Vincente Minnelli: the legendary director who hid his sexuality


By Leah Martindale, Third Year, Film & TV

He is remembered as one of the great filmmakers of the 1940s, but his key biographers believe he was also an early example of a gay or bisexual man working in a less than accepting environment.

Vincente Minnelli is widely known for directing spectacular theatrical and cinematic musicals, comedies, and melodramas, as well as fathering Liza Minnelli with the equally talented Judy Garland, who he met onset for Strike Up The Band (1940) and fell in love with onset for Meet Me in St. Louis (1944). Four times married, with two children, he has a striking and deeply contented second legacy, one debatably as a closeted gay man.

Minnelli is widely recognised in certain circles without debate as a gay man. In others, the assertions are widely disregarded and disputed. In Mark Griffin’s words in A Hundred or More Hidden Things: ‘Despite the fact that Minnelli was married to Judy Garland and three other women…it was generally assumed that he was a closeted gay man who, due to the societal conditioning of his era, felt compelled to marry and procreate.’

So where did this legacy come from to begin with, and how has it survived so tenaciously in the years since his death?

One major player in the rumour mill was the aforementioned first wife, Garland. Emerging in other extracts in Griffin’s book are the recounts that Garland was ‘paranoid’ about Minnelli’s bond with Garland’s coworker, the eternally handsome and charming Gene Kelly. With rumours that Kelly had feelings for a male stand-in, this theory seems to have legs of its own.

Whether Kelly and Minnelli had an affair or not, the theories have emerged from multiple sources. Minnelli was wildly flamboyant and adored the stylistic side of dramatics, and his closest confidants purportedly ‘never doubted his true identity’. While his own autobiography, I Remember It Well, manages skillfully to avoid the topic at all, other authors have taken it upon themselves to lift the veil.

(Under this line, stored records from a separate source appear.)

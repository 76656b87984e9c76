use std::fs::{self, File};
use std::io::{self, Write};
use std::path::{Path, PathBuf};

use astro_core::{
    CatalogRecord, SelectionDocument, export_selection, import_selection, parse_catalog,
};

use crate::error::{Result, StoreError};

/// Load a catalog file. Any read or parse failure is returned whole; no
/// partial catalog is ever produced.
pub fn read_catalog_file(path: &Path) -> Result<Vec<CatalogRecord>> {
    let json = read_text(path)?;
    let records = parse_catalog(&json).map_err(|e| {
        StoreError::InvalidData(format!("malformed catalog {}: {e}", path.display()))
    })?;
    tracing::info!(path = %path.display(), records = records.len(), "loaded catalog");
    Ok(records)
}

pub fn read_selection_file(path: &Path) -> Result<SelectionDocument> {
    let json = read_text(path)?;
    import_selection(&json).map_err(|e| {
        StoreError::InvalidData(format!("malformed selection {}: {e}", path.display()))
    })
}

fn read_text(path: &Path) -> Result<String> {
    fs::read_to_string(path).map_err(|e| {
        StoreError::Io(io::Error::new(
            e.kind(),
            format!("failed to read {}: {e}", path.display()),
        ))
    })
}

/// Write a selection document atomically: the bytes go to a sibling
/// `*.tmp` file which is synced and then renamed over `path`. A crash
/// leaves either the previous file or the new one, never a mix. Concurrent
/// writers to the same path: last rename wins.
pub fn write_selection_file(path: &Path, document: &SelectionDocument) -> Result<()> {
    let json = export_selection(document)
        .map_err(|e| StoreError::InvalidData(format!("JSON export failed: {e}")))?;
    write_atomic(path, json.as_bytes())
}

fn write_atomic(path: &Path, bytes: &[u8]) -> Result<()> {
    if let Some(parent) = path.parent().filter(|p| !p.as_os_str().is_empty()) {
        fs::create_dir_all(parent)?;
    }
    let temp_path = temp_path_for(path);

    let result = (|| -> Result<()> {
        let mut file = File::create(&temp_path)?;
        file.write_all(bytes)?;
        file.sync_all()?;
        fs::rename(&temp_path, path)?;
        Ok(())
    })();

    if result.is_err() {
        let _ = fs::remove_file(&temp_path);
    } else {
        tracing::info!(path = %path.display(), bytes = bytes.len(), "wrote selection");
    }
    result
}

fn temp_path_for(path: &Path) -> PathBuf {
    let mut name = path
        .file_name()
        .map(|n| n.to_os_string())
        .unwrap_or_else(|| "selection".into());
    name.push(".tmp");
    path.with_file_name(name)
}
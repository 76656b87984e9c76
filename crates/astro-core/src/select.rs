//! Balanced selection: a three-pass greedy allocator under tier and
//! (tier, type) quotas.
//!
//! 1. Curated priority: curated records, in input order, through the normal
//!    quota checks.
//! 2. Quota fill: per tier (rarest first) and per tracked type cell,
//!    round-robin across raw-type groups, best score first within a group.
//! 3. Backfill: remaining records by score, limited only by tier quotas.
//!
//! All mutable bookkeeping lives in [`SelectionState`], which each pass takes
//! by value and hands back. A curated record is not guaranteed admission:
//! if earlier curated records already filled its cell it is skipped.

use std::collections::{BTreeMap, HashSet, VecDeque};

use crate::quota::QuotaPlan;
use crate::ranking::{RankedRecord, rank_order};
use crate::record::{TypeCategory, name_key};
use crate::tier::BadgeTier;

/// Why `admit` accepted or rejected a record.
#[derive(Debug, Clone, Copy, PartialEq, Eq)]
pub enum Admission {
    Admitted,
    DuplicateName,
    TargetReached,
    TierFull,
    CellFull,
}

/// Whether `admit` enforces the (tier, type) cell quota.
#[derive(Debug, Clone, Copy, PartialEq, Eq)]
pub enum CellPolicy {
    Enforce,
    Ignore,
}

/// Records admitted by each pass.
#[derive(Debug, Clone, Copy, Default, PartialEq, Eq)]
pub struct PassCounts {
    pub curated: usize,
    pub curated_skipped: usize,
    pub quota_fill: usize,
    pub backfill: usize,
}

/// Mutable state threaded through the passes.
#[derive(Debug, Clone)]
pub struct SelectionState {
    selected: Vec<RankedRecord>,
    used_names: HashSet<String>,
    target_count: usize,
    tier_remaining: BTreeMap<BadgeTier, usize>,
    cell_remaining: BTreeMap<(BadgeTier, TypeCategory), usize>,
    pub counts: PassCounts,
}

impl SelectionState {
    /// Fresh state with every counter at its planned quota.
    pub fn new(plan: &QuotaPlan) -> Self {
        let cell_remaining = plan
            .cells
            .iter()
            .flat_map(|(tier, cells)| cells.iter().map(move |(cat, q)| ((*tier, *cat), *q)))
            .collect();
        Self {
            selected: Vec::new(),
            used_names: HashSet::new(),
            target_count: plan.target_count,
            tier_remaining: plan.tiers.clone(),
            cell_remaining,
            counts: PassCounts::default(),
        }
    }

    /// Try to add `record`, counted against `cell` in its tier.
    pub fn admit(&mut self, record: &RankedRecord, cell: TypeCategory, policy: CellPolicy) -> Admission {
        let key = name_key(record.name());
        if self.used_names.contains(&key) {
            return Admission::DuplicateName;
        }
        if self.selected.len() >= self.target_count {
            return Admission::TargetReached;
        }
        let tier = record.badge_tier;
        if self.tier_remaining(tier) == 0 {
            return Admission::TierFull;
        }
        if policy == CellPolicy::Enforce && self.cell_remaining(tier, cell) == Some(0) {
            return Admission::CellFull;
        }

        if let Some(remaining) = self.tier_remaining.get_mut(&tier) {
            *remaining -= 1;
        }
        if let Some(remaining) = self.cell_remaining.get_mut(&(tier, cell)) {
            *remaining = remaining.saturating_sub(1);
        }
        self.used_names.insert(key);
        self.selected.push(record.clone());
        Admission::Admitted
    }

    pub fn is_used(&self, name: &str) -> bool {
        self.used_names.contains(&name_key(name))
    }

    pub fn tier_remaining(&self, tier: BadgeTier) -> usize {
        self.tier_remaining.get(&tier).copied().unwrap_or(0)
    }

    /// `None` when the cell is untracked.
    pub fn cell_remaining(&self, tier: BadgeTier, cell: TypeCategory) -> Option<usize> {
        self.cell_remaining.get(&(tier, cell)).copied()
    }

    pub fn is_full(&self) -> bool {
        self.selected.len() >= self.target_count
            || self.tier_remaining.values().all(|&r| r == 0)
    }

    pub fn selected(&self) -> &[RankedRecord] {
        &self.selected
    }

    pub fn into_selected(self) -> Vec<RankedRecord> {
        self.selected
    }
}

/// Runs the passes over a tiered pool.
pub struct BalancedSelector<'a> {
    pool: &'a [RankedRecord],
    plan: &'a QuotaPlan,
    /// Quota cell of each pool record, resolved once.
    cells: Vec<TypeCategory>,
}

impl<'a> BalancedSelector<'a> {
    pub fn new(pool: &'a [RankedRecord], plan: &'a QuotaPlan) -> Self {
        let cells = pool
            .iter()
            .map(|r| plan.cell_for(r.badge_tier, r.scored.record.category()))
            .collect();
        Self { pool, plan, cells }
    }

    /// All three passes in order.
    pub fn select(&self) -> SelectionState {
        let state = SelectionState::new(self.plan);
        let state = self.curated_pass(state);
        let state = self.quota_fill_pass(state);
        self.backfill_pass(state)
    }

    /// Pass 1: curated records in input order.
    pub fn curated_pass(&self, mut state: SelectionState) -> SelectionState {
        for (index, record) in self.pool.iter().enumerate() {
            if !record.scored.record.is_curated() {
                continue;
            }
            match state.admit(record, self.cells[index], CellPolicy::Enforce) {
                Admission::Admitted => state.counts.curated += 1,
                outcome => {
                    state.counts.curated_skipped += 1;
                    tracing::debug!(name = record.name(), ?outcome, "curated record not admitted");
                }
            }
        }
        tracing::info!(
            admitted = state.counts.curated,
            skipped = state.counts.curated_skipped,
            "curated pass complete"
        );
        state
    }

    /// Pass 2: fill each tracked (tier, type) cell from raw-type groups,
    /// largest group first, one record per group per round.
    pub fn quota_fill_pass(&self, mut state: SelectionState) -> SelectionState {
        let order = rank_order(self.pool);

        for tier in BadgeTier::ALL {
            let Some(tier_cells) = self.plan.cells.get(&tier) else {
                continue;
            };
            for &cell in tier_cells.keys() {
                if state.cell_remaining(tier, cell).unwrap_or(0) == 0 {
                    continue;
                }
                let mut groups = self.candidate_groups(&order, &state, tier, cell);
                let admitted = round_robin(&mut state, self.pool, &mut groups, tier, cell);
                state.counts.quota_fill += admitted;
                if let Some(left) = state.cell_remaining(tier, cell).filter(|&q| q > 0) {
                    tracing::debug!(%tier, %cell, left, "cell ran out of candidates");
                }
            }
        }
        tracing::info!(admitted = state.counts.quota_fill, "quota fill pass complete");
        state
    }

    /// Pass 3: best remaining records while their tier has room.
    pub fn backfill_pass(&self, mut state: SelectionState) -> SelectionState {
        for index in rank_order(self.pool) {
            if state.is_full() {
                break;
            }
            let record = &self.pool[index];
            if state.is_used(record.name()) || state.tier_remaining(record.badge_tier) == 0 {
                continue;
            }
            if state.admit(record, self.cells[index], CellPolicy::Ignore) == Admission::Admitted {
                state.counts.backfill += 1;
            }
        }
        tracing::info!(admitted = state.counts.backfill, "backfill pass complete");

        for tier in BadgeTier::ALL {
            let left = state.tier_remaining(tier);
            if left > 0 && state.selected().len() < self.plan.target_count {
                tracing::warn!(%tier, left, "tier quota under-filled");
            }
        }
        state
    }

    /// Unused records of (tier, cell) grouped by raw object type, each group
    /// ordered best first, groups ordered largest first.
    fn candidate_groups(
        &self,
        order: &[usize],
        state: &SelectionState,
        tier: BadgeTier,
        cell: TypeCategory,
    ) -> Vec<VecDeque<usize>> {
        let mut by_type: BTreeMap<String, VecDeque<usize>> = BTreeMap::new();
        for &index in order {
            let record = &self.pool[index];
            if record.badge_tier != tier || self.cells[index] != cell || state.is_used(record.name()) {
                continue;
            }
            by_type
                .entry(name_key(&record.scored.record.object_type))
                .or_default()
                .push_back(index);
        }
        let mut groups: Vec<VecDeque<usize>> = by_type.into_values().collect();
        // stable: equal sizes stay in type-name order
        groups.sort_by(|a, b| b.len().cmp(&a.len()));
        groups
    }
}

fn round_robin(
    state: &mut SelectionState,
    pool: &[RankedRecord],
    groups: &mut Vec<VecDeque<usize>>,
    tier: BadgeTier,
    cell: TypeCategory,
) -> usize {
    let mut admitted = 0;
    let mut cursor = 0;
    while !groups.is_empty()
        && state.cell_remaining(tier, cell).unwrap_or(0) > 0
        && state.tier_remaining(tier) > 0
        && !state.is_full()
    {
        if cursor >= groups.len() {
            cursor = 0;
        }
        match groups[cursor].pop_front() {
            Some(index) => {
                if state.admit(&pool[index], cell, CellPolicy::Enforce) == Admission::Admitted {
                    admitted += 1;
                }
                cursor += 1;
            }
            None => {
                groups.remove(cursor);
            }
        }
    }
    admitted
}
use std::collections::BTreeMap;
use std::path::Path;

use rusqlite::{Connection, params};
use uuid::Uuid;

use astro_core::{BadgeTier, CatalogSource, RankedRecord, SelectionDocument};

use crate::error::{Result, StoreError};
use crate::schema;

/// One persisted selection run.
#[derive(Debug, Clone, PartialEq)]
pub struct RunRecord {
    pub id: Uuid,
    pub generated_at: String,
    pub target_count: usize,
    pub actual_count: usize,
    pub tier_distribution: BTreeMap<BadgeTier, usize>,
    pub type_distribution: BTreeMap<String, usize>,
    pub created_at: String,
}

/// A selected object as stored for a run. `token_id` is its 1-based
/// position in the written document.
#[derive(Debug, Clone, PartialEq)]
pub struct StoredObject {
    pub token_id: u32,
    pub record: RankedRecord,
}

pub struct Store {
    conn: Connection,
}

impl Store {
    pub fn open(path: &Path) -> Result<Self> {
        let conn = Connection::open(path)?;
        schema::initialize(&conn)?;
        Ok(Self { conn })
    }

    pub fn open_in_memory() -> Result<Self> {
        let conn = Connection::open_in_memory()?;
        schema::initialize(&conn)?;
        Ok(Self { conn })
    }

    // --- Save ---

    /// Persist a selection document as a new run. Objects keep the document
    /// order and are numbered from 1.
    pub fn save_selection(&self, document: &SelectionDocument) -> Result<RunRecord> {
        let id = Uuid::new_v4();
        let meta = &document.metadata;
        let tier_json = to_json(&meta.tier_distribution)?;
        let type_json = to_json(&meta.type_distribution)?;

        let tx = self.conn.unchecked_transaction()?;
        tx.execute(
            "INSERT INTO runs (id, generated_at, target_count, actual_count, tier_distribution, type_distribution)
             VALUES (?1, ?2, ?3, ?4, ?5, ?6)",
            params![
                id.to_string(),
                meta.generated_at,
                meta.target_count as i64,
                meta.actual_count as i64,
                tier_json,
                type_json,
            ],
        )?;

        {
            let mut stmt = tx.prepare(
                "INSERT INTO selected_objects
                 (run_id, token_id, name, object_type, category, catalog_source, badge_tier, total_score, payload)
                 VALUES (?1, ?2, ?3, ?4, ?5, ?6, ?7, ?8, ?9)",
            )?;
            for (i, object) in document.objects.iter().enumerate() {
                let record = &object.scored.record;
                stmt.execute(params![
                    id.to_string(),
                    (i + 1) as i64,
                    record.name,
                    record.object_type,
                    record.category().as_str(),
                    source_key(record.catalog_source),
                    object.badge_tier.as_str(),
                    object.total_score(),
                    to_json(object)?,
                ])?;
            }
        }

        tx.commit()?;
        tracing::info!(run_id = %id, objects = document.objects.len(), "saved selection run");

        self.load_run(id)?
            .ok_or_else(|| StoreError::InvalidData(format!("run {id} missing after insert")))
    }

    // --- Load ---

    pub fn load_run(&self, id: Uuid) -> Result<Option<RunRecord>> {
        let mut stmt = self.conn.prepare(
            "SELECT id, generated_at, target_count, actual_count, tier_distribution, type_distribution, created_at
             FROM runs WHERE id = ?1",
        )?;
        let mut rows = stmt.query_map([id.to_string()], raw_run)?;
        match rows.next() {
            Some(row) => Ok(Some(row?.into_record()?)),
            None => Ok(None),
        }
    }

    /// Every run, oldest first.
    pub fn list_runs(&self) -> Result<Vec<RunRecord>> {
        let mut stmt = self.conn.prepare(
            "SELECT id, generated_at, target_count, actual_count, tier_distribution, type_distribution, created_at
             FROM runs ORDER BY created_at, rowid",
        )?;
        let raw = stmt
            .query_map([], raw_run)?
            .collect::<std::result::Result<Vec<_>, _>>()?;
        raw.into_iter().map(RawRun::into_record).collect()
    }

    pub fn load_run_objects(&self, run_id: Uuid) -> Result<Vec<StoredObject>> {
        let mut stmt = self.conn.prepare(
            "SELECT token_id, payload FROM selected_objects WHERE run_id = ?1 ORDER BY token_id",
        )?;
        let rows = stmt
            .query_map([run_id.to_string()], |row| {
                Ok((row.get::<_, i64>(0)?, row.get::<_, String>(1)?))
            })?
            .collect::<std::result::Result<Vec<_>, _>>()?;

        rows.into_iter()
            .map(|(token_id, payload)| {
                let record: RankedRecord = serde_json::from_str(&payload)
                    .map_err(|e| StoreError::InvalidData(format!("bad payload: {e}")))?;
                Ok(StoredObject {
                    token_id: token_id as u32,
                    record,
                })
            })
            .collect()
    }

    pub fn tier_counts(&self, run_id: Uuid) -> Result<BTreeMap<BadgeTier, usize>> {
        let mut stmt = self.conn.prepare(
            "SELECT badge_tier, COUNT(*) FROM selected_objects WHERE run_id = ?1 GROUP BY badge_tier",
        )?;
        let rows = stmt
            .query_map([run_id.to_string()], |row| {
                Ok((row.get::<_, String>(0)?, row.get::<_, i64>(1)?))
            })?
            .collect::<std::result::Result<Vec<_>, _>>()?;

        rows.into_iter()
            .map(|(key, count)| {
                let tier = BadgeTier::from_key(&key)
                    .ok_or_else(|| StoreError::InvalidData(format!("unknown tier: {key}")))?;
                Ok((tier, count as usize))
            })
            .collect()
    }
}

struct RawRun {
    id: String,
    generated_at: String,
    target_count: i64,
    actual_count: i64,
    tier_distribution: String,
    type_distribution: String,
    created_at: String,
}

fn raw_run(row: &rusqlite::Row<'_>) -> rusqlite::Result<RawRun> {
    Ok(RawRun {
        id: row.get(0)?,
        generated_at: row.get(1)?,
        target_count: row.get(2)?,
        actual_count: row.get(3)?,
        tier_distribution: row.get(4)?,
        type_distribution: row.get(5)?,
        created_at: row.get(6)?,
    })
}

impl RawRun {
    fn into_record(self) -> Result<RunRecord> {
        let id = Uuid::parse_str(&self.id)
            .map_err(|e| StoreError::InvalidData(format!("bad run id {}: {e}", self.id)))?;
        Ok(RunRecord {
            id,
            generated_at: self.generated_at,
            target_count: self.target_count as usize,
            actual_count: self.actual_count as usize,
            tier_distribution: from_json(&self.tier_distribution)?,
            type_distribution: from_json(&self.type_distribution)?,
            created_at: self.created_at,
        })
    }
}

fn source_key(source: CatalogSource) -> &'static str {
    match source {
        CatalogSource::Curated => "curated",
        CatalogSource::Generated => "generated",
    }
}

fn to_json<T: serde::Serialize>(value: &T) -> Result<String> {
    serde_json::to_string(value).map_err(|e| StoreError::InvalidData(format!("JSON encode: {e}")))
}

fn from_json<T: serde::de::DeserializeOwned>(json: &str) -> Result<T> {
    serde_json::from_str(json).map_err(|e| StoreError::InvalidData(format!("JSON decode: {e}")))
}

Alongside Griffin, legendary film critic Emanuel Levy delved into the director’s complex legacy with the first full length Minnelli biography in 2009. There seems to be a vast quantity of evidence pointing to the fact that Minnelli was openly gay in New York, before a move to Hollywood forced him back into the closet.

Levy characterises Minnelli as having ‘a troubled sexuality’ in an interview with Advocate, as well as stating he believes Minnelli ‘chose to become bisexual’. Despite this interview only being little under a decade old, the latter statement feels centuries more antiquated. As much as we can understand Minnelli did not ‘choose’ to become gay, we must know he did not choose to alter his inherent sexuality to be with the women he was.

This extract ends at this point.